Human skills matter more, not less

It sounds backwards, but the rise of AI is making human skills more valuable. The report found that the new tasks being added to AI-exposed jobs are about 2.5 times more likely to rely on things like empathy, judgement, and creativity. Employers increasingly want people who can think, lead, and make sensible decisions, not just follow steps.

This is even showing up in entry-level work. PwC found that junior roles most exposed to AI are now seven times more likely to ask for traditionally senior skills like leadership. These senior-style entry roles grew 35% since 2019, while other entry-level roles shrank by about 10%. The old career ladder is getting shorter, and younger workers are being asked to step up sooner.

From my own experience running websites and working with online tools and cybersecurity, the people who get ahead are rarely the ones who memorised every feature. They are the ones who used the tools to do their real work better and still brought their own judgement to the table. AI does not change that. It raises the reward for it.

Quick tip: You do not need to become a data scientist. Pick one AI tool that fits the job you already do, and get genuinely good at it. Depth in one useful tool beats a shallow tour of ten.

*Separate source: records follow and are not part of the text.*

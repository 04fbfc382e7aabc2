/// Prefix that turns a tag into an exclusion.
const EXCLUSION_MARKER: char = '-';

/// Composes the search expression sent as `tags`.
///
/// Positive tags are trimmed and empty ones dropped, then every blacklisted tag follows in its
/// negated form. Both lists keep their order. An empty result matches every post.
pub(crate) fn build_tag_query<S, B>(user_tags: &[S], blacklist: &[B]) -> String
where
    S: AsRef<str>,
    B: AsRef<str>,
{
    let positives = user_tags
        .iter()
        .map(|tag| tag.as_ref().trim())
        .filter(|tag| !tag.is_empty())
        .map(String::from);
    let negatives = blacklist
        .iter()
        .map(|tag| tag.as_ref().trim())
        .filter(|tag| !tag.is_empty())
        .map(|tag| format!("{EXCLUSION_MARKER}{tag}"));

    positives
        .chain(negatives)
        .collect::<Vec<_>>()
        .join(" ")
        .trim()
        .to_string()
}

/// The query that lists every post of a pool. The blacklist is not applied to pools.
pub(crate) fn pool_query(pool_id: &str) -> String {
    format!("pool:{}", pool_id.trim())
}
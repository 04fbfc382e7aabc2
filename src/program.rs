use std::path::Path;
use std::process::exit;

use anyhow::Error;
use dialoguer::console::Term;
use dialoguer::{Confirm, Input, Select};

use crate::e621::fetcher::pages_to_scrape;
use crate::e621::io::{emergency_exit, split_tags, Config, CONFIG_NAME};
use crate::e621::rate_limiter::CancellationToken;
use crate::e621::sender::PageOutcome;
use crate::e621::session::Session;
use crate::e621::tui::{format_file_size, status_line};
use crate::e621::{describe_posts, E621WebConnector, ScrapeContext, ScrapeMode};

/// The name of the cargo package.
const NAME: &str = env!("CARGO_PKG_NAME");

/// The version of the cargo package.
const VERSION: &str = env!("CARGO_PKG_VERSION");

/// The authors who created the package.
const AUTHORS: &str = env!("CARGO_PKG_AUTHORS");

const HEADER: &str = r"
================================================================================
||                                                                            ||
||                     WELCOME TO THE E621 TERMINAL SCRAPER                   ||
||                                                                            ||
================================================================================
";

const MENU_ITEMS: [&str; 5] = [
    "Search Posts",
    "Scrape Posts by Tag",
    "Scrape Posts by Pool",
    "Update Blacklisted Tags",
    "Exit",
];

/// A program class that handles the flow of the scraper user experience and steps of execution.
pub(crate) struct Program {
    term: Term,
}

impl Program {
    /// Creates a new instance of the program.
    pub(crate) fn new() -> Self {
        Program { term: Term::stdout() }
    }

    /// Runs the scraper program.
    pub(crate) fn run(&self) -> Result<(), Error> {
        self.term.set_title("e621 scraper");
        trace!("Starting e621 scraper...");
        trace!("Program Name: {}", NAME);
        trace!("Program Version: {}", VERSION);
        trace!("Program Authors: {}", AUTHORS);

        self.print_header();
        let config = self.load_config();
        let cancel = CancellationToken::new();
        install_interrupt_handler(&cancel);

        let context = ScrapeContext::new(config, cancel);
        match context.credentials() {
            Some(login) => {
                trace!("Login Username: {}", login.username());
                trace!("Login API Key: {}", "*".repeat(login.api_key().len()));
            }
            None => trace!("No login given, searching anonymously..."),
        }
        trace!("User Agent: {}", context.user_agent());

        let mut connector = E621WebConnector::new(context)?;
        loop {
            let _ = self.term.clear_screen();
            self.print_header();

            let selection = Select::new()
                .with_prompt("MAIN MENU")
                .items(&MENU_ITEMS)
                .default(0)
                .interact_on(&self.term);

            match selection {
                Ok(0) => self.search(&connector),
                Ok(1) => self.scrape(&connector, ScrapeMode::Tags),
                Ok(2) => self.scrape(&connector, ScrapeMode::Pool),
                Ok(3) => self.update_blacklist(&mut connector),
                Ok(_) => {
                    info!("Exiting... Have a great day!");
                    return Ok(());
                }
                Err(err) => {
                    error!("Unable to read menu selection: {}", err);
                    return Ok(());
                }
            }
        }
    }

    fn print_header(&self) {
        println!("{HEADER}");
    }

    fn print_section(&self, title: &str) {
        println!("\n==================================");
        println!(" {title}");
        println!("==================================");
    }

    /// Loads the config, running first time setup if there is none. Any problem is fatal.
    fn load_config(&self) -> Config {
        let path = Path::new(CONFIG_NAME);
        let config = match Config::load(path) {
            Ok(Some(config)) => config,
            Ok(None) => Config::initialize(path)
                .unwrap_or_else(|e| emergency_exit(&format!("Unable to write config file: {e}"))),
            Err(e) => emergency_exit(&format!("Could not read config file: {e}")),
        };

        if let Err(e) = config.validate() {
            emergency_exit(&format!("Invalid configuration: {e}"));
        }
        trace!("Config loaded: working directory {}", config.working_directory().display());
        config
    }

    fn prompt(&self, prompt: &str) -> String {
        Input::<String>::new()
            .with_prompt(prompt)
            .allow_empty(true)
            .interact_text_on(&self.term)
            .unwrap_or_default()
    }

    fn wait_for_enter(&self) {
        println!("\nPress Enter to return to the main menu...");
        let _ = self.term.read_line();
    }

    fn search(&self, connector: &E621WebConnector) {
        self.print_section("SEARCH MODE: FINDING POSTS");
        let tags = split_tags(&self.prompt("Enter tags to search (separated by commas)"));
        let query = connector.tag_query(&tags);
        println!("\nQuerying e621 with: '{query}' ...");

        match connector.search(&query) {
            PageOutcome::Posts(posts) => {
                println!("\n--- FOUND {} POSTS ON PAGE 1 ---", posts.len());
                for line in describe_posts(&posts) {
                    println!("{line}");
                }
            }
            PageOutcome::Empty => println!("No posts found for your query."),
            PageOutcome::Failed(err) => println!("The search failed: {err}"),
        }
        self.wait_for_enter();
    }

    fn scrape(&self, connector: &E621WebConnector, mode: ScrapeMode) {
        self.print_section(&format!("{}: DOWNLOAD POSTS", mode.title()));
        let query = match mode {
            ScrapeMode::Pool => connector.pool_query(&self.prompt("Enter the pool ID")),
            ScrapeMode::Tags => {
                let tags = split_tags(&self.prompt("Enter tags to scrape (separated by commas)"));
                connector.tag_query(&tags)
            }
        };

        println!("\n[SCAN] Calculating available pages and posts for your query...");
        let scan = connector.scan(&query);
        println!("[SCAN] Found {} posts across {} pages.", scan.total_posts, scan.total_pages);
        if scan.is_estimate() {
            println!("[SCAN] The scan stopped early ({:?}); there may be more posts than shown.", scan.end);
        }
        if scan.total_posts == 0 {
            println!("Nothing to scrape for '{query}'.");
            self.wait_for_enter();
            return;
        }

        let input = self.prompt("Enter the number of pages to scrape (or type 'all' for all pages)");
        let pages = pages_to_scrape(&input, &scan);
        println!("[INFO] Scraping {pages} of {} pages.", scan.total_pages);

        let proceed = Confirm::new()
            .with_prompt("Do you wish to continue with the scrape?")
            .default(true)
            .interact_on(&self.term)
            .unwrap_or(false);
        if !proceed {
            info!("Scrape cancelled by user.");
            self.wait_for_enter();
            return;
        }

        let session = match Session::create(connector.context().config().working_directory()) {
            Ok(session) => {
                trace!("Session {} started in {}", session.started_at(), session.directory().display());
                session
            }
            Err(err) => {
                error!("Unable to create session folder: {}", err);
                self.wait_for_enter();
                return;
            }
        };

        let _ = self.term.clear_screen();
        self.print_header();
        println!("Press Ctrl+C to stop after the current download.\n");

        let report = connector.scrape(&query, pages, mode, &session, status_line());
        println!(
            "\nSaved {} of {} files ({}) into {}.",
            report.files_saved,
            report.files_planned,
            format_file_size(report.bytes_saved),
            report.session_directory.display()
        );
        if report.files_failed > 0 {
            warn!("{} files could not be downloaded and were skipped.", report.files_failed);
        }
        if report.files_cancelled > 0 {
            warn!("Scrape cancelled; {} files were not attempted.", report.files_cancelled);
        }
        if report.fetch_interrupted {
            warn!("A page request failed, so not every requested page was fetched.");
        }
        match &report.metadata {
            Ok(path) => info!("[SUCCESS] Metadata for {} posts saved to {}", report.posts_total, path.display()),
            Err(err) => error!("Could not save metadata: {}", err),
        }
        self.wait_for_enter();
    }

    fn update_blacklist(&self, connector: &mut E621WebConnector) {
        self.print_section("UPDATE BLACKLISTED TAGS");
        let current = connector.context().config().blacklist().join(", ");
        println!("Current blacklisted tags: {}", if current.is_empty() { "None" } else { current.as_str() });

        let blacklist = split_tags(&self.prompt("Enter new blacklist tags (separated by commas)"));
        let config = connector.context_mut().config_mut();
        config.set_blacklist(blacklist);
        match config.save(Path::new(CONFIG_NAME)) {
            Ok(()) => info!("Blacklist updated."),
            Err(err) => error!("Unable to write config file: {}", err),
        }
        self.wait_for_enter();
    }
}

/// Ctrl+C stops a running scrape after its current download, and quits otherwise.
fn install_interrupt_handler(cancel: &CancellationToken) {
    let token = cancel.clone();
    let installed = ctrlc::set_handler(move || {
        if token.is_armed() {
            token.cancel();
        } else {
            exit(130);
        }
    });

    if let Err(err) = installed {
        warn!("Unable to install interrupt handler; scrapes can only be stopped by closing the program: {}", err);
    }
}
use crate::e621::scanner::{ScanResult, DEFAULT_PAGE_SIZE};
use crate::e621::sender::entries::PostEntry;
use crate::e621::sender::{PageOutcome, PostSource};

/// How many pages to scrape, as chosen by the user against a scan.
///
/// `all` takes every scanned page, a number is clamped to the scanned total and anything
/// unparsable or below one falls back to a single page.
pub(crate) fn pages_to_scrape(input: &str, scan: &ScanResult) -> u32 {
    let input = input.trim();
    if input.eq_ignore_ascii_case("all") {
        return scan.total_pages;
    }

    match input.parse::<i64>() {
        Ok(pages) if pages >= 1 => pages.min(i64::from(scan.total_pages)) as u32,
        _ => {
            warn!("Invalid page count \"{}\"; defaulting to 1 page.", input);
            1
        }
    }
}

/// Every post on the fetched pages, in page order.
#[derive(Debug, Default)]
pub(crate) struct FetchedPosts {
    /// All posts, downloadable or not.
    pub(crate) posts: Vec<PostEntry>,
    /// Pages that returned posts.
    pub(crate) pages_fetched: u32,
    /// Whether a page request failed before all requested pages were fetched.
    pub(crate) interrupted: bool,
}

impl FetchedPosts {
    /// The posts that carry a file URL.
    pub(crate) fn downloadable(&self) -> impl Iterator<Item = &PostEntry> {
        self.posts.iter().filter(|post| post.is_downloadable())
    }

    /// Advertised size of every downloadable file, in bytes. Saturates instead of overflowing.
    pub(crate) fn expected_bytes(&self) -> u64 {
        self.downloadable()
            .map(PostEntry::file_size)
            .fold(0, u64::saturating_add)
    }
}

/// Re-walks pages `1..=N` of a query to materialize the post list.
pub(crate) struct BulkFetcher<'a, S: PostSource> {
    source: &'a S,
    page_size: u32,
}

impl<'a, S: PostSource> BulkFetcher<'a, S> {
    pub(crate) fn new(source: &'a S) -> Self {
        BulkFetcher {
            source,
            page_size: DEFAULT_PAGE_SIZE,
        }
    }

    pub(crate) fn page_size(mut self, page_size: u32) -> Self {
        self.page_size = page_size.max(1);
        self
    }

    /// Fetches pages `1..=pages` of `query`, stopping at the first page without posts.
    pub(crate) fn fetch(&self, query: &str, pages: u32) -> FetchedPosts {
        let mut fetched = FetchedPosts::default();
        for page in 1..=pages {
            match self.source.fetch_page(query, page, self.page_size) {
                PageOutcome::Posts(mut posts) => {
                    trace!("Fetched page {}/{} of \"{}\" ({} posts)", page, pages, query, posts.len());
                    fetched.posts.append(&mut posts);
                    fetched.pages_fetched += 1;
                }
                PageOutcome::Empty => break,
                PageOutcome::Failed(err) => {
                    warn!("Fetching \"{}\" stopped at page {}: {}", query, page, err);
                    fetched.interrupted = true;
                    break;
                }
            }
        }

        info!(
            "Fetched {} posts for {} ({} downloadable, {} bytes) from {} pages.",
            fetched.posts.len(),
            console::style(format!("\"{query}\"")).color256(39).italic(),
            fetched.downloadable().count(),
            fetched.expected_bytes(),
            fetched.pages_fetched
        );
        fetched
    }
}

#[cfg(test)]
mod tests {
    use super::*;
    use crate::e621::scanner::fake::{FakePage, FakeSource};
    use crate::e621::scanner::{PageScanner, ScanEnd};
    use crate::e621::sender::entries::test_post;

    fn scan(total_pages: u32) -> ScanResult {
        ScanResult {
            total_pages,
            total_posts: 0,
            scanned_pages: total_pages,
            end: ScanEnd::LastPage,
        }
    }

    #[test]
    fn test_pages_to_scrape() {
        assert_eq!(pages_to_scrape("all", &scan(4)), 4);
        assert_eq!(pages_to_scrape(" ALL ", &scan(4)), 4);
        assert_eq!(pages_to_scrape("2", &scan(4)), 2);
        assert_eq!(pages_to_scrape("10", &scan(4)), 4);
        assert_eq!(pages_to_scrape("two", &scan(4)), 1);
        assert_eq!(pages_to_scrape("0", &scan(4)), 1);
        assert_eq!(pages_to_scrape("-3", &scan(4)), 1);
        assert_eq!(pages_to_scrape("", &scan(4)), 1);
    }

    #[test]
    fn test_fetch_concatenates_pages_in_order() {
        let source = FakeSource::with_sizes(&[20, 20, 20, 7]);
        let fetched = BulkFetcher::new(&source).fetch("fox -cub", 2);
        assert_eq!(fetched.posts.len(), 40);
        assert_eq!(fetched.pages_fetched, 2);
        let ids: Vec<i64> = fetched.posts.iter().map(|p| p.id).collect();
        assert_eq!(ids, (1..=40).collect::<Vec<_>>());
        assert_eq!(source.calls(), vec![1, 2]);
    }

    #[test]
    fn test_fetch_stops_on_empty_page() {
        let source = FakeSource::with_sizes(&[20, 20]);
        let result = PageScanner::new(&source).scan("fox");
        let fetched = BulkFetcher::new(&source).fetch("fox", result.total_pages);
        assert_eq!(fetched.posts.len(), 40);
        assert_eq!(fetched.pages_fetched, 2);
        assert!(!fetched.interrupted);
    }

    #[test]
    fn test_fetch_keeps_posts_without_files() {
        let source = FakeSource::new(vec![FakePage::Posts(vec![
            test_post(1, Some("https://example.net/a.png"), 300),
            test_post(2, None, 999),
            test_post(3, Some("https://example.net/b.png"), 200),
        ])]);
        let fetched = BulkFetcher::new(&source).fetch("fox", 1);
        assert_eq!(fetched.posts.len(), 3);
        assert_eq!(fetched.downloadable().count(), 2);
        assert_eq!(fetched.expected_bytes(), 500);
    }

    #[test]
    fn test_expected_bytes_saturates() {
        let fetched = FetchedPosts {
            posts: vec![
                test_post(1, Some("https://example.net/a.png"), u64::MAX),
                test_post(2, Some("https://example.net/b.png"), 1),
            ],
            pages_fetched: 1,
            interrupted: false,
        };
        assert_eq!(fetched.expected_bytes(), u64::MAX);
    }

    #[test]
    fn test_fetch_failure_marks_interrupted() {
        let source = FakeSource::new(vec![
            FakePage::Posts(vec![test_post(1, Some("https://example.net/a.png"), 1)]),
            FakePage::Fail,
        ]);
        let fetched = BulkFetcher::new(&source).fetch("fox", 3);
        assert_eq!(fetched.posts.len(), 1);
        assert!(fetched.interrupted);
        assert_eq!(source.calls(), vec![1, 2]);
    }
}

How to start building AI skills for free

The good news is that getting started costs nothing but time. A simple path looks like this:

  • Understand the basics first. If words like “prompt” or “model” still feel fuzzy, our guide on how to learn AI for free is a friendly place to begin.
  • Pick tools that match your work. A teacher, a marketer, and an accountant will each get value from different tools.
  • Practise on real tasks. Use AI to draft an email, summarise a document, or plan a project, then check and improve the result.
  • Take a short free course. Something like Elements of AI explains the ideas in plain language with no coding required.

You really do not need to code to build useful AI skills. If that has been holding you back, here is a full guide on how to learn AI without coding. One safety habit worth keeping from day one: do not paste private or company data into public AI tools while you practise, since you cannot always control where that information ends up.

What this means for your career

It is easy to read AI headlines and feel worried. This report points to something more hopeful and a lot more practical. AI skills are quickly becoming one of the most valuable things you can add to the job you already have. You do not have to switch careers or chase the newest tool. You just have to start.

If you are still unsure where you stand, it is worth reading our honest look at whether AI will take your job, along with a breakdown of the AI skills that will matter most for future jobs. Even a little AI fluency signals to employers that you can adapt, and that counts for a lot right now.

Common questions

Do I need to code to build AI skills?

No. Most of the everyday AI skills employers want are about using tools well, writing clear prompts, and checking the output carefully. Coding helps for technical AI roles, but it is not required to become genuinely useful with AI at work.

Which AI skills should I learn first?

Start with the tools already used in your field, then build from there. The goal is to solve a real problem you face at work, not to collect certificates. A quick look at the AI skills that matter most for future jobs can help you choose a direction.

Is the 62% pay boost guaranteed?

No. The 62% figure is an average across many jobs and countries, and it varies a lot by industry. It is not a promise for any single role. What it does show is a clear direction: AI skills are being rewarded, and that reward is growing each year.

Final takeaway

The real message from PwC’s 2026 report is not that robots are coming for your desk. It is that AI skills are turning into one of the best-paid, most in-demand things you can bring to almost any job. You do not need to start big. Pick one tool this week, use it on something real, and build from there. For a deeper look at the data, you can read PwC’s 2026 Global AI Jobs Barometer and its full findings.